Scan the records below and copy every line that contains the string "then".

-------- SOURCE MATERIAL --------

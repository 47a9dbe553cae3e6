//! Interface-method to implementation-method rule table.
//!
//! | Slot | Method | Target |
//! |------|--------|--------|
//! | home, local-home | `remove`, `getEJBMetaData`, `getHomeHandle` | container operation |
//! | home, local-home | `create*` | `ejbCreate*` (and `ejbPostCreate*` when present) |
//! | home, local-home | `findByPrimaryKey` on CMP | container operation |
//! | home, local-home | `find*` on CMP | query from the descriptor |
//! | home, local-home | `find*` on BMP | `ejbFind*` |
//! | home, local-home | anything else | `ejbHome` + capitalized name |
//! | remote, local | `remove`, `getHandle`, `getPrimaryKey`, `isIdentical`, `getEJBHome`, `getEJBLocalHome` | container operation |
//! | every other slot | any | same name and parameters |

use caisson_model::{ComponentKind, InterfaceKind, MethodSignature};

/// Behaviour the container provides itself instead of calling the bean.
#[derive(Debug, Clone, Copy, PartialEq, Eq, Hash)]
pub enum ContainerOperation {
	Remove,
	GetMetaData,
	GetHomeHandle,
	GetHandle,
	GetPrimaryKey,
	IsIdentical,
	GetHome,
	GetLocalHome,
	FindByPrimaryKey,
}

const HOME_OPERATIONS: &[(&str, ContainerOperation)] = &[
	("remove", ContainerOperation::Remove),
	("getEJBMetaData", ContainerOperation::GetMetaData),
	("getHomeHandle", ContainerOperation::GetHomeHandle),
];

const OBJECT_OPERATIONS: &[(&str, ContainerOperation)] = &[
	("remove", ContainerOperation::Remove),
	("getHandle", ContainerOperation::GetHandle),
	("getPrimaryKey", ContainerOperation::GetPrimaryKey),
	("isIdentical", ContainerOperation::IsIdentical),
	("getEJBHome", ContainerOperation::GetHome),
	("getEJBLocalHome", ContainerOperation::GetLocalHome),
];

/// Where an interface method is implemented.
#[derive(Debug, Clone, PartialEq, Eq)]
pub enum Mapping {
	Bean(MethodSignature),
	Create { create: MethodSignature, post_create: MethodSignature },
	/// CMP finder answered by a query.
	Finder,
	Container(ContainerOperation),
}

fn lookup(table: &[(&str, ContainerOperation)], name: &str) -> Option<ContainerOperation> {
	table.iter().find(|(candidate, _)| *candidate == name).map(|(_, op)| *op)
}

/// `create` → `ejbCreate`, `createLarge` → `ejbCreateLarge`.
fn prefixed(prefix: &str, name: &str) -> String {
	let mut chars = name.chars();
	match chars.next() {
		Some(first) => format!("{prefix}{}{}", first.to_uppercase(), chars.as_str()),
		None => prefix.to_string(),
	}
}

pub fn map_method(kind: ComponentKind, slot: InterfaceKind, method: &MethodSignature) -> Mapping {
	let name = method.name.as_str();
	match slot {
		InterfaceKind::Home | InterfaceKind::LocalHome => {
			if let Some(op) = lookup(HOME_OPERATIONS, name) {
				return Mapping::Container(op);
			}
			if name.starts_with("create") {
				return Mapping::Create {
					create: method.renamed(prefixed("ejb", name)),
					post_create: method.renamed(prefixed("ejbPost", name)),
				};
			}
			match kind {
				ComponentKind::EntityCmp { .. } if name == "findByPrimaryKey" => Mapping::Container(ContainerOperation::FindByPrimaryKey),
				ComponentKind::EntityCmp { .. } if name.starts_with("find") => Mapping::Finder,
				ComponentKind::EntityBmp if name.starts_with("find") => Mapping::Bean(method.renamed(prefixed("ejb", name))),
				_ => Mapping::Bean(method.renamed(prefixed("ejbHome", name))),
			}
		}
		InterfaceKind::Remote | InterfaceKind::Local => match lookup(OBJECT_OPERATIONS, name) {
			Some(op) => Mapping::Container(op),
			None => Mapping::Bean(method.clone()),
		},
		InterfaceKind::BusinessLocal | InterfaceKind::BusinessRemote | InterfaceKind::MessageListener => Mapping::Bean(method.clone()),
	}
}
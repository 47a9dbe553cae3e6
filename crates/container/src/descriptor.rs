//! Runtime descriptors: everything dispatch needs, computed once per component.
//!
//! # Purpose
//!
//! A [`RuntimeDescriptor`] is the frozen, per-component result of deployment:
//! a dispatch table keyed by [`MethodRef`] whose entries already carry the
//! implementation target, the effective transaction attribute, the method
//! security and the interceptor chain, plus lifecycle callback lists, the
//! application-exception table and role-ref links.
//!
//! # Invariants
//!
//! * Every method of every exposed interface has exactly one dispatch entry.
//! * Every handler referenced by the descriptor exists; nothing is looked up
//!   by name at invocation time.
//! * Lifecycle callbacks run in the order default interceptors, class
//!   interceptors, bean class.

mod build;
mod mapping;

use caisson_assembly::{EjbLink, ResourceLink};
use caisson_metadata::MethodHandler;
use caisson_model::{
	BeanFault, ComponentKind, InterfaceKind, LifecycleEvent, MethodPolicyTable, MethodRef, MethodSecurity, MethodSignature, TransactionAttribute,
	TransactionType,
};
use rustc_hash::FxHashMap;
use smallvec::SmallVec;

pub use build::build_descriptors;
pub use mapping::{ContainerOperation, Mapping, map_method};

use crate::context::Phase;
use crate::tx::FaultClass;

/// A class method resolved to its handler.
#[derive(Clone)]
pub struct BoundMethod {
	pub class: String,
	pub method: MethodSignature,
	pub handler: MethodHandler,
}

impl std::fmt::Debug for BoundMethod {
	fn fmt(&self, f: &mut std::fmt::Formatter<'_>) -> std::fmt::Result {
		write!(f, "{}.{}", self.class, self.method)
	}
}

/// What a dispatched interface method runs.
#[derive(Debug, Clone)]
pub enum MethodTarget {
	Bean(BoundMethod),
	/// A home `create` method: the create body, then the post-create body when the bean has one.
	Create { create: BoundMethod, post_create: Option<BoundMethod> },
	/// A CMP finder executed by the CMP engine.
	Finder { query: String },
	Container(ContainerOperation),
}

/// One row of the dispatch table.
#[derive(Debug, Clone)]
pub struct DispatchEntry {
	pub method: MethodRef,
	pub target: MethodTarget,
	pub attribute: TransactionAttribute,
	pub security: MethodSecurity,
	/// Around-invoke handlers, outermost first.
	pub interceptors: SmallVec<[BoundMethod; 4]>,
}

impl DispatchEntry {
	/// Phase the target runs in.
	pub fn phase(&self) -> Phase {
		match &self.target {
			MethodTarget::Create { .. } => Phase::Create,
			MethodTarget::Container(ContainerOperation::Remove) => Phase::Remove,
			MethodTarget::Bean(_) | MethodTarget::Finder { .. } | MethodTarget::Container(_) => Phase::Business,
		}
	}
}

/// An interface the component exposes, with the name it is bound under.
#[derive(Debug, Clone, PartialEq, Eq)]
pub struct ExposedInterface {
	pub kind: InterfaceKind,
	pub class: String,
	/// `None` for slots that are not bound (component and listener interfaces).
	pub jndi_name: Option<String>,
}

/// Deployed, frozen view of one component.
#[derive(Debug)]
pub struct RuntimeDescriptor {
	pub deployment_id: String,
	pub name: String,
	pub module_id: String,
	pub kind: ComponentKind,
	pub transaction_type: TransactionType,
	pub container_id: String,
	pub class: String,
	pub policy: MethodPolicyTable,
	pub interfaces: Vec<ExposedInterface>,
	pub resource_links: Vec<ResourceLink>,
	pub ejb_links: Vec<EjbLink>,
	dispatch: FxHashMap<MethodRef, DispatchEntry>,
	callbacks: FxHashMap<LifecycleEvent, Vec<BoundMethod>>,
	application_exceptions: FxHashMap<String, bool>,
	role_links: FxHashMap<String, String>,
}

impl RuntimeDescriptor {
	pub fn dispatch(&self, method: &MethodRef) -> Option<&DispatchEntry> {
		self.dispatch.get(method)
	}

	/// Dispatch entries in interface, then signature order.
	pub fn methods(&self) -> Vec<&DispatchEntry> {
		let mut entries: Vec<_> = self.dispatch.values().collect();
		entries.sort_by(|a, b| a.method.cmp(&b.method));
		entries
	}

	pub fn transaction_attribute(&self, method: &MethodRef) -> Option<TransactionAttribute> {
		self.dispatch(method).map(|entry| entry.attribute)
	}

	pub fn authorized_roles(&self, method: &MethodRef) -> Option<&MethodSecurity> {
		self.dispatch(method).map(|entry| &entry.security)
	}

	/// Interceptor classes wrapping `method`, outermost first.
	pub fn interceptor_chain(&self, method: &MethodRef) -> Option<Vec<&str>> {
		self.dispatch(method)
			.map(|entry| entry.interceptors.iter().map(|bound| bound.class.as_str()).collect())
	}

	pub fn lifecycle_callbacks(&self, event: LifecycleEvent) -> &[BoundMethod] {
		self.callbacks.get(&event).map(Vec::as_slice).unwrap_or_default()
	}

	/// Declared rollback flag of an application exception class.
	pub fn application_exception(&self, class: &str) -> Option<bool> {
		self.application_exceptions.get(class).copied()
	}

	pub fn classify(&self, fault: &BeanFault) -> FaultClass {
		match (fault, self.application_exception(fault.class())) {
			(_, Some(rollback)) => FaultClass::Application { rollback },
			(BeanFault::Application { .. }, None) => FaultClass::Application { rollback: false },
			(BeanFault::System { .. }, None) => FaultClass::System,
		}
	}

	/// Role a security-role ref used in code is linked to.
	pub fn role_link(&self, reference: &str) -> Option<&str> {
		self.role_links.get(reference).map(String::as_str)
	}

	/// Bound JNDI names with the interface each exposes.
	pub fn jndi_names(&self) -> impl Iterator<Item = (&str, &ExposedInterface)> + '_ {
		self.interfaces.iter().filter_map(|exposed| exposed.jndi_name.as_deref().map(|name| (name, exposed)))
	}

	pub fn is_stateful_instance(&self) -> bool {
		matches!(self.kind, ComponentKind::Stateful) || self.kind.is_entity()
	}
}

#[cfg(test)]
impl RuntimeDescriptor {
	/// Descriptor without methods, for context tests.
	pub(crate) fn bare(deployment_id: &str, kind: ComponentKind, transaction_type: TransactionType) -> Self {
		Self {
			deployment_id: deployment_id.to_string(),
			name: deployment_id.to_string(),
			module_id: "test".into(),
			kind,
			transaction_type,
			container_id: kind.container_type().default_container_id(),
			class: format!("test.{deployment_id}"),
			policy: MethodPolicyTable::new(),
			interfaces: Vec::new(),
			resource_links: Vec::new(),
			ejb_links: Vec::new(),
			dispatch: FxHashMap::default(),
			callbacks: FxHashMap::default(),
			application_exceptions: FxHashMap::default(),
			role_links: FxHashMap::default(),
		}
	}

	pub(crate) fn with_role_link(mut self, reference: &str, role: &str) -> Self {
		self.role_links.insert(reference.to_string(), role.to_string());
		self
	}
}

--------

ANSWER TO THIS EXERCISE:
	/// A home `create` method: the create body, then the post-create body when the bean has one.
	/// Dispatch entries in interface, then signature order.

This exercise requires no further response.